Task instructions – Look for the word "EnvFilter" in the entries and copy every line where it shows up.

=-=-=

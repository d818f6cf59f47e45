//! Database layer for med-helper.

mod schema;
mod medications;
mod profile;
mod contacts;
mod vitals;

pub use schema::*;

use rusqlite::{Connection, OptionalExtension};
use std::path::Path;
use std::time::Duration;
use thiserror::Error;

/// Database errors.
#[derive(Error, Debug)]
pub enum DbError {
    #[error("SQLite error: {0}")]
    Sqlite(#[from] rusqlite::Error),

    #[error("Record not found: {0}")]
    NotFound(String),

    #[error("Invalid stored value in {column}: {value}")]
    InvalidValue { column: &'static str, value: String },

    #[error("Migration {version} ({name}) failed: {reason}")]
    Migration {
        version: i64,
        name: &'static str,
        reason: String,
    },
}

pub type DbResult<T> = Result<T, DbError>;

/// Database connection wrapper.
pub struct Database {
    conn: Connection,
}

impl Database {
    /// Open database at path, creating if needed.
    pub fn open<P: AsRef<Path>>(path: P) -> DbResult<Self> {
        let conn = Connection::open(path)?;
        let db = Self { conn };
        db.initialize()?;
        Ok(db)
    }

    /// Create in-memory database (for testing).
    pub fn open_in_memory() -> DbResult<Self> {
        let conn = Connection::open_in_memory()?;
        let db = Self { conn };
        db.initialize()?;
        Ok(db)
    }

    /// How long SQLite waits on a locked database before giving up.
    pub fn set_busy_timeout(&self, timeout: Duration) -> DbResult<()> {
        self.conn.busy_timeout(timeout)?;
        Ok(())
    }

    /// Configure pragmas and bring the schema up to date.
    fn initialize(&self) -> DbResult<()> {
        self.conn.execute_batch("PRAGMA foreign_keys = ON;")?;
        self.migrate()
    }

    /// Apply every migration newer than the recorded schema version.
    pub fn migrate(&self) -> DbResult<()> {
        self.conn.execute_batch(SCHEMA_VERSION_TABLE)?;
        let current = self.schema_version()?;

        for migration in MIGRATIONS.iter().filter(|m| m.version > current) {
            tracing::info!(
                version = migration.version,
                name = migration.name,
                "applying migration"
            );

            let failed = |e: rusqlite::Error| DbError::Migration {
                version: migration.version,
                name: migration.name,
                reason: e.to_string(),
            };

            let tx = self.conn.unchecked_transaction().map_err(failed)?;
            tx.execute_batch(migration.sql).map_err(failed)?;
            tx.execute(
                "INSERT INTO schema_version (version, name) VALUES (?1, ?2)",
                rusqlite::params![migration.version, migration.name],
            )
            .map_err(failed)?;
            tx.commit().map_err(failed)?;
        }

        Ok(())
    }

    /// Current schema version (0 for a fresh database).
    pub fn schema_version(&self) -> DbResult<i64> {
        let version: Option<i64> = self
            .conn
            .query_row("SELECT MAX(version) FROM schema_version", [], |row| {
                row.get(0)
            })
            .optional()?
            .flatten();
        Ok(version.unwrap_or(0))
    }

    /// Get raw connection (for advanced queries).
    pub fn conn(&self) -> &Connection {
        &self.conn
    }
}
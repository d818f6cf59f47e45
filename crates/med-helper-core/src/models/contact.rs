//! Emergency contact model.

use serde::{Deserialize, Serialize};

/// Someone to call in an emergency.
#[derive(Debug, Clone, Serialize, Deserialize, PartialEq)]
pub struct EmergencyContact {
    /// Store-assigned ID (0 until inserted)
    pub id: i64,
    pub name: String,
    /// Relationship to the user, e.g. "Sister"
    pub relationship: String,
    pub phone_primary: String,
    pub phone_secondary: Option<String>,
    pub email: Option<String>,
    pub address: Option<String>,
    pub notes: Option<String>,
    pub created_at: String,
    pub last_updated: String,
}

impl EmergencyContact {
    /// Create a new contact with required fields.
    pub fn new(name: String, relationship: String, phone_primary: String) -> Self {
        let now = chrono::Utc::now().to_rfc3339();
        Self {
            id: 0,
            name,
            relationship,
            phone_primary,
            phone_secondary: None,
            email: None,
            address: None,
            notes: None,
            created_at: now.clone(),
            last_updated: now,
        }
    }
}
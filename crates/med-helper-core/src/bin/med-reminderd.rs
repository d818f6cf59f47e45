//! Reminder service: polls the medication database and prints one JSON
//! notification payload per line whenever reminders fire.
//!
//! Usage: `med-reminderd [--once]`

use std::io::Write;

use anyhow::Context;
use med_helper_core::export::NotificationPayload;
use med_helper_core::scheduler::next_poll_delay;
use med_helper_core::{AppConfig, Database, ReminderEngine};
use tracing_subscriber::EnvFilter;

fn main() -> anyhow::Result<()> {
    let config = AppConfig::from_env().context("loading configuration")?;

    tracing_subscriber::fmt()
        .with_env_filter(
            EnvFilter::try_from_default_env()
                .unwrap_or_else(|_| EnvFilter::new(config.default_log_filter())),
        )
        .with_writer(std::io::stderr)
        .init();

    tracing::info!(
        version = med_helper_core::config::APP_VERSION,
        database = %config.database_path.display(),
        offset = %config.utc_offset,
        poll_secs = config.poll_interval.as_secs(),
        "reminder service starting"
    );

    let db = Database::open(&config.database_path)
        .with_context(|| format!("opening {}", config.database_path.display()))?;
    db.set_busy_timeout(config.busy_timeout)?;

    let engine = ReminderEngine::new(&db, config.reminder_policy);
    let once = std::env::args().skip(1).any(|arg| arg == "--once");

    loop {
        tick(&engine, &config)?;

        if once {
            return Ok(());
        }

        std::thread::sleep(next_poll_delay(config.now(), config.poll_interval));
    }
}

/// Run one due check and emit its payload. Store errors while loading are
/// logged and retried next tick.
fn tick(engine: &ReminderEngine<'_>, config: &AppConfig) -> anyhow::Result<()> {
    let now = config.now();
    let check = match engine.check_due_now(now) {
        Ok(check) => check,
        Err(e) => {
            tracing::error!(error = %e, "reminder check failed");
            return Ok(());
        }
    };

    for failure in &check.persist_failures {
        tracing::warn!(
            medication_id = failure.medication_id,
            error = %failure.error,
            "reminder fired but was not recorded"
        );
    }

    let payload = NotificationPayload::from_check(&check, now);
    if payload.is_empty() {
        tracing::debug!(at = %now, "no reminders due");
        return Ok(());
    }

    for reminder in &payload.reminders {
        tracing::info!(
            title = %NotificationPayload::title_for(reminder),
            body = %NotificationPayload::body_for(reminder),
            "notify"
        );
    }

    let mut stdout = std::io::stdout().lock();
    writeln!(stdout, "{}", payload.to_json()?).context("writing payload")?;
    stdout.flush().context("flushing payload")?;
    Ok(())
}
//! Vital signs database operations.

use chrono::NaiveDateTime;
use rusqlite::{params, OptionalExtension, Row};

use super::{Database, DbError, DbResult};
use crate::models::VitalSigns;

const STORED_DATETIME_FORMAT: &str = "%Y-%m-%dT%H:%M:%S";

const VITALS_COLUMNS: &str = r#"
    id, recorded_at, systolic_bp, diastolic_bp, heart_rate, temperature_c,
    respiratory_rate, oxygen_saturation, blood_sugar, notes
"#;

impl Database {
    /// Record a new set of vital signs, returning its ID.
    pub fn insert_vitals(&self, vitals: &VitalSigns) -> DbResult<i64> {
        self.conn.execute(
            r#"
            INSERT INTO vital_signs (
                recorded_at, systolic_bp, diastolic_bp, heart_rate, temperature_c,
                respiratory_rate, oxygen_saturation, blood_sugar, notes
            ) VALUES (?1, ?2, ?3, ?4, ?5, ?6, ?7, ?8, ?9)
            "#,
            params![
                vitals.recorded_at.format(STORED_DATETIME_FORMAT).to_string(),
                vitals.systolic_bp,
                vitals.diastolic_bp,
                vitals.heart_rate,
                vitals.temperature_c,
                vitals.respiratory_rate,
                vitals.oxygen_saturation,
                vitals.blood_sugar,
                vitals.notes,
            ],
        )?;
        Ok(self.conn.last_insert_rowid())
    }

    /// Get a reading by ID.
    pub fn get_vitals(&self, id: i64) -> DbResult<Option<VitalSigns>> {
        self.conn
            .query_row(
                &format!("SELECT {} FROM vital_signs WHERE id = ?", VITALS_COLUMNS),
                [id],
                VitalsRow::from_row,
            )
            .optional()?
            .map(|row| row.try_into())
            .transpose()
    }

    /// List all readings, newest first.
    pub fn list_vitals(&self) -> DbResult<Vec<VitalSigns>> {
        let mut stmt = self.conn.prepare(&format!(
            "SELECT {} FROM vital_signs ORDER BY recorded_at DESC, id DESC",
            VITALS_COLUMNS
        ))?;
        let rows = stmt.query_map([], VitalsRow::from_row)?;

        let mut readings = Vec::new();
        for row in rows {
            readings.push(row?.try_into()?);
        }
        tracing::debug!(count = readings.len(), "listed vital signs");
        Ok(readings)
    }

    /// The most recent reading, if any.
    pub fn latest_vitals(&self) -> DbResult<Option<VitalSigns>> {
        self.conn
            .query_row(
                &format!(
                    "SELECT {} FROM vital_signs ORDER BY recorded_at DESC, id DESC LIMIT 1",
                    VITALS_COLUMNS
                ),
                [],
                VitalsRow::from_row,
            )
            .optional()?
            .map(|row| row.try_into())
            .transpose()
    }

    /// Delete a reading.
    pub fn delete_vitals(&self, id: i64) -> DbResult<bool> {
        let rows_affected = self
            .conn
            .execute("DELETE FROM vital_signs WHERE id = ?", [id])?;
        Ok(rows_affected > 0)
    }
}

/// Intermediate row struct for database mapping.
struct VitalsRow {
    id: i64,
    recorded_at: String,
    systolic_bp: Option<i64>,
    diastolic_bp: Option<i64>,
    heart_rate: Option<i64>,
    temperature_c: Option<f64>,
    respiratory_rate: Option<i64>,
    oxygen_saturation: Option<i64>,
    blood_sugar: Option<f64>,
    notes: Option<String>,
}

impl VitalsRow {
    fn from_row(row: &Row<'_>) -> rusqlite::Result<Self> {
        Ok(Self {
            id: row.get(0)?,
            recorded_at: row.get(1)?,
            systolic_bp: row.get(2)?,
            diastolic_bp: row.get(3)?,
            heart_rate: row.get(4)?,
            temperature_c: row.get(5)?,
            respiratory_rate: row.get(6)?,
            oxygen_saturation: row.get(7)?,
            blood_sugar: row.get(8)?,
            notes: row.get(9)?,
        })
    }
}

impl TryFrom<VitalsRow> for VitalSigns {
    type Error = DbError;

    fn try_from(row: VitalsRow) -> Result<Self, Self::Error> {
        let recorded_at = NaiveDateTime::parse_from_str(&row.recorded_at, STORED_DATETIME_FORMAT)
            .map_err(|_| DbError::InvalidValue {
                column: "recorded_at",
                value: row.recorded_at.clone(),
            })?;

        Ok(VitalSigns {
            id: row.id,
            recorded_at,
            systolic_bp: row.systolic_bp,
            diastolic_bp: row.diastolic_bp,
            heart_rate: row.heart_rate,
            temperature_c: row.temperature_c,
            respiratory_rate: row.respiratory_rate,
            oxygen_saturation: row.oxygen_saturation,
            blood_sugar: row.blood_sugar,
            notes: row.notes,
        })
    }
}
//! # Simulation Module
//!
//! The contract between the optimizer and a simulation backend, and the potentials
//! handed to it.
//!
//! ## Overview
//!
//! A [`Simulation`] receives the thermodynamic state of an [`Ensemble`] and one
//! regularized `(r, u, f)` table per pair of types, and returns the same state with
//! the observations it measured (radial distribution functions and, when available,
//! the pressure). Tables passed to a backend are equally spaced, hold at least two
//! points, and start at `r > 0`.
//!
//! [`Potentials`] collects the pair potentials of a model together with the
//! [`Tabulator`] that discretizes them, so objectives can tabulate energies for the
//! backend and derivatives for their gradients on the same grid.
//!
//! ## Backends
//!
//! - [`Dilute`] - the low-density limit, `g(r) = exp(-u(r)/kT)`

mod dilute;

pub use dilute::Dilute;

use crate::core::ensemble::{Ensemble, EnsembleError};
use crate::core::io::directory::{Directory, DirectoryError};
use crate::core::math::InterpolationError;
use crate::core::pair::{Pair, ParameterError};
use crate::core::potential::PairPotential;
use crate::core::potential::tabulator::{RegularizedTable, Tabulator, TabulatorError};
use crate::core::variable::{VarId, Variables};
use std::collections::BTreeMap;
use std::path::Path;
use thiserror::Error;

/// Regularized tables keyed by pair.
pub type PairTables = BTreeMap<Pair, RegularizedTable>;

#[derive(Debug, Error)]
pub enum SimulationError {
    #[error("No table for pair {0}")]
    MissingTable(Pair),

    #[error("Invalid table for pair {pair}: {reason}")]
    InvalidTable { pair: Pair, reason: String },

    #[error("CSV error in '{path}': {source}")]
    Csv { path: String, source: csv::Error },

    #[error("Ensemble error: {source}")]
    Ensemble {
        #[from]
        source: EnsembleError,
    },

    #[error("Tabulation error: {source}")]
    Tabulator {
        #[from]
        source: TabulatorError,
    },

    #[error("Interpolation error: {source}")]
    Interpolation {
        #[from]
        source: InterpolationError,
    },

    #[error("Output directory error: {source}")]
    Directory {
        #[from]
        source: DirectoryError,
    },
}

/// A backend that measures structural observations for a tabulated model.
pub trait Simulation {
    /// Simulates `ensemble` with the pair interactions in `tables`.
    ///
    /// The returned ensemble has the thermodynamic state of the input and carries a
    /// radial distribution function for every pair of its types. Backends may write
    /// logs into `directory`.
    fn run(
        &self,
        ensemble: &Ensemble,
        tables: &PairTables,
        directory: Option<&Directory>,
    ) -> Result<Ensemble, SimulationError>;
}

/// Checks that `table` is usable as simulation input.
pub fn validate_table(pair: &Pair, table: &RegularizedTable) -> Result<(), SimulationError> {
    let invalid = |reason: String| SimulationError::InvalidTable {
        pair: pair.clone(),
        reason,
    };
    if table.len() < 2 {
        return Err(invalid(format!("needs at least 2 points, got {}", table.len())));
    }
    if table.u.len() != table.len() || table.f.len() != table.len() {
        return Err(invalid("columns differ in length".to_string()));
    }
    if !(table.r[0] > 0.0) {
        return Err(invalid(format!("first point must be at r > 0, got {}", table.r[0])));
    }
    let dr = table.r[1] - table.r[0];
    if !(dr > 0.0) {
        return Err(invalid("grid must be increasing".to_string()));
    }
    for w in table.r.windows(2) {
        if ((w[1] - w[0]) - dr).abs() > 1e-6 * dr {
            return Err(invalid("grid must be equally spaced".to_string()));
        }
    }
    Ok(())
}

#[derive(Debug, serde::Serialize)]
struct TableRow {
    r: f64,
    u: f64,
    f: f64,
}

/// File name for per-pair output, e.g. `rdf.A.B.csv`.
pub(crate) fn pair_file_name(prefix: &str, pair: &Pair) -> String {
    format!("{prefix}.{}.{}.csv", pair.first(), pair.second())
}

/// Writes each table as an `r,u,f` CSV named `table.<first>.<second>.csv`.
pub fn save_tables(tables: &PairTables, directory: &Directory) -> Result<(), SimulationError> {
    for (pair, table) in tables {
        write_table(&directory.file(&pair_file_name("table", pair)), table)?;
    }
    Ok(())
}

fn write_table(path: &Path, table: &RegularizedTable) -> Result<(), SimulationError> {
    let csv_error = |e| SimulationError::Csv {
        path: path.to_string_lossy().to_string(),
        source: e,
    };
    let mut writer = csv::Writer::from_path(path).map_err(csv_error)?;
    for [r, u, f] in table.rows() {
        writer.serialize(TableRow { r, u, f }).map_err(csv_error)?;
    }
    writer.flush().map_err(|e| SimulationError::Csv {
        path: path.to_string_lossy().to_string(),
        source: e.into(),
    })
}

/// The pair potentials of a model and the grid they are tabulated on.
#[derive(Debug)]
pub struct Potentials {
    pair: Vec<PairPotential>,
    tabulator: Tabulator,
}

impl Potentials {
    pub fn new(tabulator: Tabulator) -> Self {
        Self {
            pair: Vec::new(),
            tabulator,
        }
    }

    pub fn with_potential(mut self, potential: PairPotential) -> Self {
        self.pair.push(potential);
        self
    }

    pub fn push(&mut self, potential: PairPotential) {
        self.pair.push(potential);
    }

    pub fn potentials(&self) -> &[PairPotential] {
        &self.pair
    }

    pub fn potentials_mut(&mut self) -> &mut [PairPotential] {
        &mut self.pair
    }

    pub fn tabulator(&self) -> &Tabulator {
        &self.tabulator
    }

    /// Regularized total `(r, u, f)` tables for each pair in `pairs`.
    pub fn tabulate(&self, vars: &Variables, pairs: &[Pair]) -> Result<PairTables, TabulatorError> {
        pairs
            .iter()
            .map(|pair| {
                let u = self.tabulator.energy(vars, pair, &self.pair)?;
                let f = self.tabulator.force(vars, pair, &self.pair)?;
                Ok((pair.clone(), self.tabulator.regularize(&u, &f, false)?))
            })
            .collect()
    }

    /// Derivative of the total energy of `pair` with respect to `var` on the grid.
    pub fn derivative(
        &self,
        vars: &Variables,
        pair: &Pair,
        var: VarId,
    ) -> Result<Vec<f64>, TabulatorError> {
        self.tabulator.derivative(vars, pair, var, &self.pair)
    }

    /// Design variables of every potential, in first-seen order.
    pub fn design_variables(&self, vars: &Variables) -> Result<Vec<VarId>, ParameterError> {
        let mut design = Vec::new();
        for potential in &self.pair {
            for id in potential.coeff().design_variables(vars)? {
                if !design.contains(&id) {
                    design.push(id);
                }
            }
        }
        Ok(design)
    }

    /// Writes the coefficients of potential `n` to `potential.<n>.toml`.
    pub fn save(&self, vars: &Variables, directory: &Directory) -> Result<(), ParameterError> {
        for (n, potential) in self.pair.iter().enumerate() {
            potential
                .coeff()
                .save(vars, &directory.file(&format!("potential.{n}.toml")))?;
        }
        Ok(())
    }
}

#[cfg(test)]
mod tests {
    use super::*;
    use crate::core::potential::LennardJones;
    use tempfile::tempdir;

    fn lj_potentials(vars: &mut Variables) -> (Potentials, VarId, VarId) {
        let epsilon = vars.free("epsilon", 1.0);
        let sigma = vars.free("sigma", 0.9);
        let mut lj = PairPotential::new(["1"], LennardJones);
        let pair = Pair::new("1", "1");
        lj.coeff_mut().set(&pair, "epsilon", epsilon).unwrap();
        lj.coeff_mut().set(&pair, "sigma", sigma).unwrap();
        lj.coeff_mut().set(&pair, "rmax", 2.7).unwrap();
        let tabulator = Tabulator::uniform(3.6, 1000, Some(100.0), None).unwrap();
        (Potentials::new(tabulator).with_potential(lj), epsilon, sigma)
    }

    fn table(r: Vec<f64>) -> RegularizedTable {
        let n = r.len();
        RegularizedTable {
            rcut: r.last().copied().unwrap_or(0.0),
            r,
            u: vec![0.0; n],
            f: vec![0.0; n],
        }
    }

    #[test]
    fn tabulated_tables_are_valid_simulation_input() {
        let mut vars = Variables::new();
        let (potentials, _, _) = lj_potentials(&mut vars);
        let pair = Pair::new("1", "1");
        let tables = potentials.tabulate(&vars, &[pair.clone()]).unwrap();
        let table = &tables[&pair];
        assert_eq!(table.len(), 1000);
        validate_table(&pair, table).unwrap();
        assert!(table.u.iter().skip(750).all(|u| *u == 0.0));
    }

    #[test]
    fn validate_table_rejects_unusable_grids() {
        let pair = Pair::new("A", "B");
        assert!(validate_table(&pair, &table(vec![1.0])).is_err());
        assert!(validate_table(&pair, &table(vec![0.0, 1.0, 2.0])).is_err());
        assert!(validate_table(&pair, &table(vec![1.0, 2.0, 4.0])).is_err());
        assert!(validate_table(&pair, &table(vec![2.0, 1.0])).is_err());
        validate_table(&pair, &table(vec![0.5, 1.0, 1.5])).unwrap();
    }

    #[test]
    fn design_variables_skip_constants_and_duplicates() {
        let mut vars = Variables::new();
        let (mut potentials, epsilon, sigma) = lj_potentials(&mut vars);
        let mut second = PairPotential::new(["1"], LennardJones);
        second
            .coeff_mut()
            .set(&Pair::new("1", "1"), "epsilon", epsilon)
            .unwrap();
        potentials.push(second);
        assert_eq!(potentials.design_variables(&vars).unwrap(), vec![epsilon, sigma]);

        vars.set_constant(epsilon, true).unwrap();
        assert_eq!(potentials.design_variables(&vars).unwrap(), vec![sigma]);
    }

    #[test]
    fn save_writes_coefficients_and_tables() {
        let root = tempdir().unwrap();
        let dir = Directory::new(root.path()).unwrap();
        let mut vars = Variables::new();
        let (potentials, _, _) = lj_potentials(&mut vars);
        let pair = Pair::new("1", "1");

        potentials.save(&vars, &dir).unwrap();
        let content = std::fs::read_to_string(dir.file("potential.0.toml")).unwrap();
        assert!(content.contains("(1, 1)"));
        assert!(content.contains("rmax = 2.7"));

        let tables = potentials.tabulate(&vars, &[pair.clone()]).unwrap();
        save_tables(&tables, &dir).unwrap();
        let csv = std::fs::read_to_string(dir.file("table.1.1.csv")).unwrap();
        assert_eq!(csv.lines().next(), Some("r,u,f"));
        assert_eq!(csv.lines().count(), 1001);
    }
}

=-=-=

Task output –
use tracing_subscriber::EnvFilter;
            EnvFilter::try_from_default_env()
                .unwrap_or_else(|_| EnvFilter::new(config.default_log_filter())),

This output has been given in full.